Pascal, le cœur et la raison (dir. L. Susini)

Pascal, le cœur et la raison. Numéro spécial de la revue XVIIe siècle. Paris, Presses Universitaires de France, 2020, n°290

Ce numéro se fait l’écho d’une journée d’études organisée avec le soutien de la BNF et de la Société d’Étude du xviie siècle. Elle se tint en décembre 2016 dans le Petit auditorium du site François-Mitterrand, alors que l’admirable exposition montée par Jean-Marc Chatelain, Pascal. Le cœur et la raison, attirait entre les mêmes murs l’affluence qu’on sait.

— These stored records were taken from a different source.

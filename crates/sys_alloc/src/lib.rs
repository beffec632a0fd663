//! Low-level virtual memory primitives for reserving a contiguous GC heap.
//!
//! A [`Reservation`] is one anonymous, zero-filled mapping that a collector
//! carves into fixed-size regions. Individual ranges can later be
//! [discarded](Reservation::discard): their physical pages are returned to the
//! OS and read back as zero, which is how a reclaimed region is scrubbed before
//! it is handed out again.

use std::io;

#[cfg(unix)]
mod unix;
#[cfg(unix)]
use unix as os;

#[cfg(windows)]
mod windows;
#[cfg(windows)]
use windows as os;

pub use os::page_size;

/// Returns the system allocation granularity.
///
/// On Windows, this is typically 64KB. On Unix, this is the system page size.
/// Reservation lengths are rounded up to this value.
pub fn allocation_granularity() -> usize {
    #[cfg(windows)]
    {
        os::allocation_granularity()
    }
    #[cfg(unix)]
    {
        os::page_size()
    }
}

/// Round `len` up to the next multiple of [`allocation_granularity`].
#[must_use]
pub fn round_to_granularity(len: usize) -> usize {
    let gran = allocation_granularity();
    len.div_ceil(gran) * gran
}

/// An anonymous, zero-initialised address range owned by the collector.
///
/// The range is unmapped when the reservation is dropped.
pub struct Reservation {
    inner: os::MapInner,
}

impl Reservation {
    /// Base address of the reservation.
    #[must_use]
    pub fn base(&self) -> *mut u8 {
        self.inner.ptr()
    }

    /// Length of the reservation in bytes.
    #[must_use]
    pub fn len(&self) -> usize {
        self.inner.len()
    }

    /// Returns `true` if the reservation is empty (never the case for a
    /// successfully created reservation).
    #[must_use]
    pub fn is_empty(&self) -> bool {
        self.inner.len() == 0
    }

    /// Returns `true` if `addr` lies inside the reservation.
    #[must_use]
    pub fn contains(&self, addr: usize) -> bool {
        let base = self.base() as usize;
        addr >= base && addr < base + self.len()
    }

    /// Give the physical pages backing `[offset, offset + len)` back to the OS.
    ///
    /// After a successful discard the range reads as zero. Both `offset` and
    /// `len` must be multiples of [`page_size`].
    ///
    /// # Errors
    ///
    /// Returns an error if the range is misaligned, out of bounds, or the OS
    /// rejects the request.
    pub fn discard(&self, offset: usize, len: usize) -> io::Result<()> {
        let ps = page_size();
        if offset % ps != 0 || len % ps != 0 {
            return Err(io::Error::new(
                io::ErrorKind::InvalidInput,
                "discard range must be page aligned",
            ));
        }
        if offset.checked_add(len).is_none_or(|end| end > self.len()) {
            return Err(io::Error::new(
                io::ErrorKind::InvalidInput,
                "discard range exceeds reservation",
            ));
        }
        if len == 0 {
            return Ok(());
        }
        // SAFETY: the range was validated to lie within our own mapping.
        unsafe { self.inner.discard(offset, len) }
    }
}

// SAFETY: the reservation is plain memory; synchronisation of its contents is
// the responsibility of the code that hands out views into it.
unsafe impl Send for Reservation {}
// SAFETY: see Send impl
unsafe impl Sync for Reservation {}

/// Builder for a [`Reservation`].
#[derive(Debug, Clone, Default)]
pub struct ReserveOptions {
    len: usize,
    populate: bool,
    no_reserve: bool,
}

impl ReserveOptions {
    /// Creates options for an empty reservation. A length must be set.
    #[must_use]
    pub const fn new() -> Self {
        Self {
            len: 0,
            populate: false,
            no_reserve: false,
        }
    }

    /// Sets the length in bytes. Rounded up to the allocation granularity.
    #[must_use]
    pub const fn len(mut self, len: usize) -> Self {
        self.len = len;
        self
    }

    /// Pre-fault page tables (`MAP_POPULATE` on Linux).
    #[must_use]
    pub const fn populate(mut self, populate: bool) -> Self {
        self.populate = populate;
        self
    }

    /// Do not reserve swap space (`MAP_NORESERVE` where supported).
    #[must_use]
    pub const fn no_reserve(mut self, no_reserve: bool) -> Self {
        self.no_reserve = no_reserve;
        self
    }

    /// Map the reservation.
    ///
    /// # Errors
    ///
    /// Returns an error if the length is zero or the OS refuses the mapping.
    pub fn reserve(&self) -> io::Result<Reservation> {
        if self.len == 0 {
            return Err(io::Error::new(
                io::ErrorKind::InvalidInput,
                "length must be greater than 0",
            ));
        }
        let len = round_to_granularity(self.len);
        // SAFETY: we request a fresh anonymous mapping at an OS-chosen address.
        let inner = unsafe { os::MapInner::map_anon(len, self.populate, self.no_reserve)? };
        Ok(Reservation { inner })
    }
}

#[cfg(test)]
mod tests {
    use super::*;
    use std::sync::atomic::{AtomicUsize, Ordering};

    #[test]
    fn test_page_size() {
        let ps = page_size();
        assert!(ps > 0);
        assert_eq!(ps & (ps - 1), 0, "Page size should be power of 2");
    }

    #[test]
    fn test_allocation_granularity() {
        let ag = allocation_granularity();
        assert!(ag >= page_size());
        assert_eq!(round_to_granularity(1), ag);
        assert_eq!(round_to_granularity(ag), ag);
    }

    #[test]
    fn test_reserve_is_zeroed_and_aligned() {
        let res = ReserveOptions::new()
            .len(page_size() * 4)
            .reserve()
            .expect("failed to reserve");
        assert_eq!(res.base() as usize % page_size(), 0);
        assert!(res.len() >= page_size() * 4);

        let words = res.base().cast::<AtomicUsize>();
        // SAFETY: the mapping is at least one page long and page aligned.
        let first = unsafe { &*words };
        assert_eq!(first.load(Ordering::Relaxed), 0);
        first.store(0xdead_beef, Ordering::Relaxed);
        assert_eq!(first.load(Ordering::Relaxed), 0xdead_beef);
        assert!(res.contains(res.base() as usize));
        assert!(!res.contains(res.base() as usize + res.len()));
    }

    #[test]
    fn test_discard_zeroes_range() {
        let ps = page_size();
        let res = ReserveOptions::new()
            .len(ps * 2)
            .reserve()
            .expect("failed to reserve");
        // SAFETY: second page is within the mapping.
        let word = unsafe { &*res.base().add(ps).cast::<AtomicUsize>() };
        word.store(7, Ordering::Relaxed);
        res.discard(ps, ps).expect("discard failed");
        assert_eq!(word.load(Ordering::Relaxed), 0);
    }

    #[test]
    fn test_discard_rejects_bad_ranges() {
        let ps = page_size();
        let res = ReserveOptions::new().len(ps).reserve().expect("reserve");
        assert!(res.discard(1, ps).is_err());
        assert!(res.discard(0, res.len() + ps).is_err());
        assert!(res.discard(0, 0).is_ok());
    }

    #[test]
    fn test_zero_length_rejected() {
        assert!(ReserveOptions::new().reserve().is_err());
    }
}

« Le cœur et la raison » : le plus souvent comprise sur le mode de l’antithèse, l’alliance de ces deux termes nous apparaît convenue. On connaît la formule désormais éculée : « Le cœur a ses raisons que la raison ne connait point ». Et cette formule, qui se cite, qui se répète, qui circule aussi facilement, peut-elle s’interroger encore ? L’intensité de sa circulation ne la dérobe-t-elle pas à la réflexion, voire à toute forme de perplexité ?

On sait que la distinction de la raison et du cœur au jour dans les Pensées ne s’est pas imposée d’emblée à Pascal. L’opuscule De l’art de persuader (v. 1655), travaillait l’opposition cartésienne de l’entendement et de la volonté. Ce plus tard que le Pascal des Pensées propose de faire dépendre l’exercice de la raison de la disposition d’un cœur désormais compris comme double instance et des principes de la connaissance et des principes de la volonté.

Loin que ce cœur ait cependant rien de déraisonnable, et que son opposition à la raison doive être absolument durcie. Chez Pascal, l’opposition entre cœur et raison n’est pas si franche qu’il ne semble. Les Pensées s’attachent plutôt à penser l’unité de ce qu’elles distinguent. Les ordres de l’esprit et du cœur se soutiennent réciproquement sans se contredire, elles refusent aussi d’envisager cette réciprocité en termes de complémentarité : le cœur n’est pas l’autre de la raison. Pascal invite à y reconnaître plus profondément un « régim[e] de rationalité ». De même qu’esprit de géométrie et esprit de finesse participent également de l’ordre de la raison, l’ordre du cœur n’est, à son tour, nullement exclusif de du premier – l’inverse n’étant d’ailleurs pas moins vrai. Alors même qu’il semble emblématiser le fonctionnement de la raison, l’esprit de géométrie n’en est pas moins présenté par Pascal comme « mettant en œuvre [cette] dimension du ‘sentir” » qui est l’apanage du cœur, en invitant dès lors à prendre acte d’une « infiltration par le sentiment » du domaine rationnel et à ne pas procéder trop vite à une mise en tension simpliste des facultés de la connaissance.